Collected data entries:
• • • • •

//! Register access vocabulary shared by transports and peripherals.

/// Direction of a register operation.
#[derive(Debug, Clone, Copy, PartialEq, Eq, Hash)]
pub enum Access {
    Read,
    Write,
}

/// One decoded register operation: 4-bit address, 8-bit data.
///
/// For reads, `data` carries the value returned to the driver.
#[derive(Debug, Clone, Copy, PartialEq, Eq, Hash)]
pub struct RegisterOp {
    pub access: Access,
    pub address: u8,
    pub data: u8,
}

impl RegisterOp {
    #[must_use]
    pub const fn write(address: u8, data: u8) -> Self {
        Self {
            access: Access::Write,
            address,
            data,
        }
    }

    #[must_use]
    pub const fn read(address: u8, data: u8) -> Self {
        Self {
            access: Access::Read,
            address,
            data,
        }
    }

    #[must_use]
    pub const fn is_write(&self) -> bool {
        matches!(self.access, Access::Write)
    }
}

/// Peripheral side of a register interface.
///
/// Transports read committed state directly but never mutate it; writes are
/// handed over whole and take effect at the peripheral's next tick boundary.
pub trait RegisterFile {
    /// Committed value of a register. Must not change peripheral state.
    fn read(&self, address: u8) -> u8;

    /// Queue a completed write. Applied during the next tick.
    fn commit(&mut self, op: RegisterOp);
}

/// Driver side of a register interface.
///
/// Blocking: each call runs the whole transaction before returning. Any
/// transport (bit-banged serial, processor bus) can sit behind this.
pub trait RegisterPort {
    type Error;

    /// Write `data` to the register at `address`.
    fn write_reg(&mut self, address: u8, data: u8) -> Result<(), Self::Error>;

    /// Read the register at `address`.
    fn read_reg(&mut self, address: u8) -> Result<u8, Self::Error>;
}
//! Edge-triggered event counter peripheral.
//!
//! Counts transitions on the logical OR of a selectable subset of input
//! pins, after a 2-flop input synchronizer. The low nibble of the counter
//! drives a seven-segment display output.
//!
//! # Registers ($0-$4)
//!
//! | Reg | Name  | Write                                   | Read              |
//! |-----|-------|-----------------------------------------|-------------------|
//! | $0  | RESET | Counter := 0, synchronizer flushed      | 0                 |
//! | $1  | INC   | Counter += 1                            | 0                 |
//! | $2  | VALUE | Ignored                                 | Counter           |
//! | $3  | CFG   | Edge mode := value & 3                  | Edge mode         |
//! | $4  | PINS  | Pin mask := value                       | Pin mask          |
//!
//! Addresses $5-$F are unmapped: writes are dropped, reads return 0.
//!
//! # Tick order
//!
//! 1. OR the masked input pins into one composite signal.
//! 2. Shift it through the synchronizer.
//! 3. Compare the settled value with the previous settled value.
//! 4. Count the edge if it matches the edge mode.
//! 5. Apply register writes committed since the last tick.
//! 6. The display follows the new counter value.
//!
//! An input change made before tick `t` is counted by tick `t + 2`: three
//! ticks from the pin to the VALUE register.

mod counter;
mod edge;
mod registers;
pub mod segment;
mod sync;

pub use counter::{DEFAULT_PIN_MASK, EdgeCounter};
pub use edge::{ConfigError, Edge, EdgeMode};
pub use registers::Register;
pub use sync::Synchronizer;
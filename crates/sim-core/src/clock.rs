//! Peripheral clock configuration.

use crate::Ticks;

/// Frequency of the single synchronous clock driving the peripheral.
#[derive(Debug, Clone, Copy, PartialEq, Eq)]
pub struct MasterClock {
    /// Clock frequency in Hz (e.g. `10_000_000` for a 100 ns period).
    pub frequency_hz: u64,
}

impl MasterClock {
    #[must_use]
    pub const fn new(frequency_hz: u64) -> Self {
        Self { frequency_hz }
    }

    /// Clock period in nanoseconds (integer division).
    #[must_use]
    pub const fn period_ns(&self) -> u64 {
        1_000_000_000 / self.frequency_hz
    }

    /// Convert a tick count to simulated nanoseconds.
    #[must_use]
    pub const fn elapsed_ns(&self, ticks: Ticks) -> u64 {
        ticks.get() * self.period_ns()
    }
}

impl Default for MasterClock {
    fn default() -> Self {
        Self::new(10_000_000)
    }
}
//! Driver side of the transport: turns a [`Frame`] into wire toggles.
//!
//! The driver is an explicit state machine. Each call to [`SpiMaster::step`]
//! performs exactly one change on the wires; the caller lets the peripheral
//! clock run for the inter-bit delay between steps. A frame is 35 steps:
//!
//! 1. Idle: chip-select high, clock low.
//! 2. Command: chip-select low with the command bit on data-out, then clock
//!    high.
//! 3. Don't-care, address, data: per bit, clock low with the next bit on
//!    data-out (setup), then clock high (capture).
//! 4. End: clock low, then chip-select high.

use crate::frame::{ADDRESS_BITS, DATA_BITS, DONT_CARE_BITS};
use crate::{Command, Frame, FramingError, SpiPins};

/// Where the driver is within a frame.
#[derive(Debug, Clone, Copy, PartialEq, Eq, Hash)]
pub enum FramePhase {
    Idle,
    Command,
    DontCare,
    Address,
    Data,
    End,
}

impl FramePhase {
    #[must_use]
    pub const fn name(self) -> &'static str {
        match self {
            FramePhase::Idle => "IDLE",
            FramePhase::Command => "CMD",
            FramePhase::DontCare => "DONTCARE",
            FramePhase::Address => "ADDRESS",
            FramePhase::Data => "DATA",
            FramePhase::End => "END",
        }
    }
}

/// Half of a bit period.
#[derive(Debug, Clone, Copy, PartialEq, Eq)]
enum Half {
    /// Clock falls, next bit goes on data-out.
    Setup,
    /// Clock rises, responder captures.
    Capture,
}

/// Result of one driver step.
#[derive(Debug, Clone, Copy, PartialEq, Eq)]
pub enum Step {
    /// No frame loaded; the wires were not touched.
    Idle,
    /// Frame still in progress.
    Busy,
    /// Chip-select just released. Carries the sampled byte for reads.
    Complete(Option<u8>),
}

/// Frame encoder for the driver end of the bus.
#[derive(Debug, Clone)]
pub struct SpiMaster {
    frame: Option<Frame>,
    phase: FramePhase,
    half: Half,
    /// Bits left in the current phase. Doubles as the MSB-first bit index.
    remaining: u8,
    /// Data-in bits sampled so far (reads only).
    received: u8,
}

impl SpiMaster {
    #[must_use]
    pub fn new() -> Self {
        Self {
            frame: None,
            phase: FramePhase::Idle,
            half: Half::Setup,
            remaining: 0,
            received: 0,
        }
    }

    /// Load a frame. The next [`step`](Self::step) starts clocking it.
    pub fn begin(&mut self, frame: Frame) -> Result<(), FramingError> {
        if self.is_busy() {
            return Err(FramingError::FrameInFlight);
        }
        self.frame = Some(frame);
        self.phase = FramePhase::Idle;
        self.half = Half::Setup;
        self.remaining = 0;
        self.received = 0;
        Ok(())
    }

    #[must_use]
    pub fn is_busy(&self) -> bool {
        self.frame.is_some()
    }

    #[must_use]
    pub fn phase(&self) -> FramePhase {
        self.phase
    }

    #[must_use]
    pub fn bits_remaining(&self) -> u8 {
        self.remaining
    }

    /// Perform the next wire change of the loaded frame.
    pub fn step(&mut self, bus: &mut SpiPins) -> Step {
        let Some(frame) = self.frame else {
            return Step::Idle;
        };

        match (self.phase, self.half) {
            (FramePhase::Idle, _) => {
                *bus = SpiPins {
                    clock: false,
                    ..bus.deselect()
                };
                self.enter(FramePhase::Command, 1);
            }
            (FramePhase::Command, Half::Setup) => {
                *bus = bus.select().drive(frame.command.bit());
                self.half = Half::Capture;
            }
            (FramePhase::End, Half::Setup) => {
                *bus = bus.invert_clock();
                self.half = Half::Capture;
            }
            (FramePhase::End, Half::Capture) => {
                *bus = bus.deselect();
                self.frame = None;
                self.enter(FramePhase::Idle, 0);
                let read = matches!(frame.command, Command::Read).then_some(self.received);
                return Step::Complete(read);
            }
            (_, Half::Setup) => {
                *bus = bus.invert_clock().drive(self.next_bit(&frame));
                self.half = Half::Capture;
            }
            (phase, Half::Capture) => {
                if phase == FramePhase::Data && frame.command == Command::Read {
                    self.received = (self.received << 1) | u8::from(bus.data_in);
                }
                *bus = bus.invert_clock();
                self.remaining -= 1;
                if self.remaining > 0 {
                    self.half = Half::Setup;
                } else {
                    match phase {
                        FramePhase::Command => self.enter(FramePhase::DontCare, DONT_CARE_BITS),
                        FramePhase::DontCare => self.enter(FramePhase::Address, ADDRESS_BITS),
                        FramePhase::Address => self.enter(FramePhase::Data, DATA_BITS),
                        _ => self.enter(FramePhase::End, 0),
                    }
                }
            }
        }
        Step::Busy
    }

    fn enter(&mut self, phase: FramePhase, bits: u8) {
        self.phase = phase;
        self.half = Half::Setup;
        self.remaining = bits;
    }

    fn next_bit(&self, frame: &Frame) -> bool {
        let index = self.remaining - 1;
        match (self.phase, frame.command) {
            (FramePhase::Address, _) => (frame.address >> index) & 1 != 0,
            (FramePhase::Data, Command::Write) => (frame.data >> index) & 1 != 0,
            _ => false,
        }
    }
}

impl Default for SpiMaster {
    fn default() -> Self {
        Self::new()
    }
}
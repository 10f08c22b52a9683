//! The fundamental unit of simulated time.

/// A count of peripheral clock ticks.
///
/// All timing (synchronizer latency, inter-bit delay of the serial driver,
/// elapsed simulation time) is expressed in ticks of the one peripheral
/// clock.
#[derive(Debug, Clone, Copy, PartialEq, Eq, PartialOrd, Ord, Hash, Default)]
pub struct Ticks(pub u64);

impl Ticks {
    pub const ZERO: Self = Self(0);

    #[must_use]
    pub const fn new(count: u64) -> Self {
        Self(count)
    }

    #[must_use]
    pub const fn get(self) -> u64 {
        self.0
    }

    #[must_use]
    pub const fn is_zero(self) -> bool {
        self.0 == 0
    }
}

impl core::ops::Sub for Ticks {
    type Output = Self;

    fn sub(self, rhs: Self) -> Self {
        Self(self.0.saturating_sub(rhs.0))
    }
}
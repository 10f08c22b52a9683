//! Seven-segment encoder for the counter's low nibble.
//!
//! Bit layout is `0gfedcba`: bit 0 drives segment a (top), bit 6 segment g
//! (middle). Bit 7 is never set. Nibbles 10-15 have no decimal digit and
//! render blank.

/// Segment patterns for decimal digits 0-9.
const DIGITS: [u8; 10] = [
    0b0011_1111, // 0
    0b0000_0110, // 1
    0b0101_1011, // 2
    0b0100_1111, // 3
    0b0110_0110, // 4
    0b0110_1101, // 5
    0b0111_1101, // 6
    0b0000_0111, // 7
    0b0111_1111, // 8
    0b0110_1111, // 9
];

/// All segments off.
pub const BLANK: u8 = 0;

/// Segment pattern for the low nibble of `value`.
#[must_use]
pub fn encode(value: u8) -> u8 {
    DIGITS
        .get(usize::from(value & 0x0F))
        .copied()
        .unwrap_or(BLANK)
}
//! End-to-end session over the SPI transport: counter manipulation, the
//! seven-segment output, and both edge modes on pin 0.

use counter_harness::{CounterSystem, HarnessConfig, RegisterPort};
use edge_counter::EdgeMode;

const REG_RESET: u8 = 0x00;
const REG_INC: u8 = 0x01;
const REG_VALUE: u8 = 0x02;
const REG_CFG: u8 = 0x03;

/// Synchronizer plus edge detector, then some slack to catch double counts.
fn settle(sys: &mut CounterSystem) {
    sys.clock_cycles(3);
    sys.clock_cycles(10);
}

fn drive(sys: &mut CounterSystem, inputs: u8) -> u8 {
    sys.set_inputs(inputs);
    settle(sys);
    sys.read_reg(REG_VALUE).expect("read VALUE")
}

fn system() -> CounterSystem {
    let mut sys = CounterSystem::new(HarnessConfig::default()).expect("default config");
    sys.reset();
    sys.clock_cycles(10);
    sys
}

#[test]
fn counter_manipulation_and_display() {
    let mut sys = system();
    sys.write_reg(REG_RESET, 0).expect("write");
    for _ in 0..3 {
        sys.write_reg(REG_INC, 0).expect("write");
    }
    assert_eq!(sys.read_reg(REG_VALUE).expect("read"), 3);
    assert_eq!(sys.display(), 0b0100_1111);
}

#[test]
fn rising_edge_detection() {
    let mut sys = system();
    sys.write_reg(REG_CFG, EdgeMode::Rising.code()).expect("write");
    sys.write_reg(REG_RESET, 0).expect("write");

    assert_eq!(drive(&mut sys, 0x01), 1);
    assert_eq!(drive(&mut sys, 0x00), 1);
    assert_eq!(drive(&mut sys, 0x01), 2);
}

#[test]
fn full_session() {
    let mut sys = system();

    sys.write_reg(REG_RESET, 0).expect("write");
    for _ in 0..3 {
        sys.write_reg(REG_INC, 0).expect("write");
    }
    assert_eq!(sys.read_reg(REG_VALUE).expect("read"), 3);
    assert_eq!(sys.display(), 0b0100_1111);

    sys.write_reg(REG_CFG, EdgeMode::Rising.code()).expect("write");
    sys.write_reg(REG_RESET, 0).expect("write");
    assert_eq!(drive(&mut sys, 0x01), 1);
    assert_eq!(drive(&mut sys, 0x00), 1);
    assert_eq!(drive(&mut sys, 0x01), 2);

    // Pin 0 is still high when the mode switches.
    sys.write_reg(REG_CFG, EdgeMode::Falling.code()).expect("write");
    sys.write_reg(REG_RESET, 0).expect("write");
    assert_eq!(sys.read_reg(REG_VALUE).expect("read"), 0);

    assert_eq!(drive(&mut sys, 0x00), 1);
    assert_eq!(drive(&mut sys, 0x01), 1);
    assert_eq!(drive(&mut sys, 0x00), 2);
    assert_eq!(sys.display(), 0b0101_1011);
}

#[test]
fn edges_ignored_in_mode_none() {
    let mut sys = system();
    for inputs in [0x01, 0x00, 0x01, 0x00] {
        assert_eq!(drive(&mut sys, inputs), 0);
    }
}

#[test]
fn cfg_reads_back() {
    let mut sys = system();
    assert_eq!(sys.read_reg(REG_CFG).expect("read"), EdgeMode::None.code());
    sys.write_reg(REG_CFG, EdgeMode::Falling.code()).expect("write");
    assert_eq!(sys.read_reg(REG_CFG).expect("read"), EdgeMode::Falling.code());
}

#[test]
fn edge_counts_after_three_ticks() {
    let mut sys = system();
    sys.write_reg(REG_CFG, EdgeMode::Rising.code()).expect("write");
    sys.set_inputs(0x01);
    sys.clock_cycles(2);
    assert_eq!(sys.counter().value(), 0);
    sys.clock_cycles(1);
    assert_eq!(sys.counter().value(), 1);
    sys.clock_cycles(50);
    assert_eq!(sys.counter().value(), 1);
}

• • • • •

Assigned task:
Among the records above, extract exactly the lines from the line with "reads return 0." to the line with "high, clock low.", both lines included, and leave out the rest.

Your response:
//! Addresses $5-$F are unmapped: writes are dropped, reads return 0.
//!
//! # Tick order
//!
//! 1. OR the masked input pins into one composite signal.
//! 2. Shift it through the synchronizer.
//! 3. Compare the settled value with the previous settled value.
//! 4. Count the edge if it matches the edge mode.
//! 5. Apply register writes committed since the last tick.
//! 6. The display follows the new counter value.
//!
//! An input change made before tick `t` is counted by tick `t + 2`: three
//! ticks from the pin to the VALUE register.

mod counter;
mod edge;
mod registers;
pub mod segment;
mod sync;

pub use counter::{DEFAULT_PIN_MASK, EdgeCounter};
pub use edge::{ConfigError, Edge, EdgeMode};
pub use registers::Register;
pub use sync::Synchronizer;
filename crates/sim-core/src/clock.rs
//! Peripheral clock configuration.

use crate::Ticks;

/// Frequency of the single synchronous clock driving the peripheral.
#[derive(Debug, Clone, Copy, PartialEq, Eq)]
pub struct MasterClock {
    /// Clock frequency in Hz (e.g. `10_000_000` for a 100 ns period).
    pub frequency_hz: u64,
}

impl MasterClock {
    #[must_use]
    pub const fn new(frequency_hz: u64) -> Self {
        Self { frequency_hz }
    }

    /// Clock period in nanoseconds (integer division).
    #[must_use]
    pub const fn period_ns(&self) -> u64 {
        1_000_000_000 / self.frequency_hz
    }

    /// Convert a tick count to simulated nanoseconds.
    #[must_use]
    pub const fn elapsed_ns(&self, ticks: Ticks) -> u64 {
        ticks.get() * self.period_ns()
    }
}

impl Default for MasterClock {
    fn default() -> Self {
        Self::new(10_000_000)
    }
}
//! Driver side of the transport: turns a [`Frame`] into wire toggles.
//!
//! The driver is an explicit state machine. Each call to [`SpiMaster::step`]
//! performs exactly one change on the wires; the caller lets the peripheral
//! clock run for the inter-bit delay between steps. A frame is 35 steps:
//!
//! 1. Idle: chip-select high, clock low.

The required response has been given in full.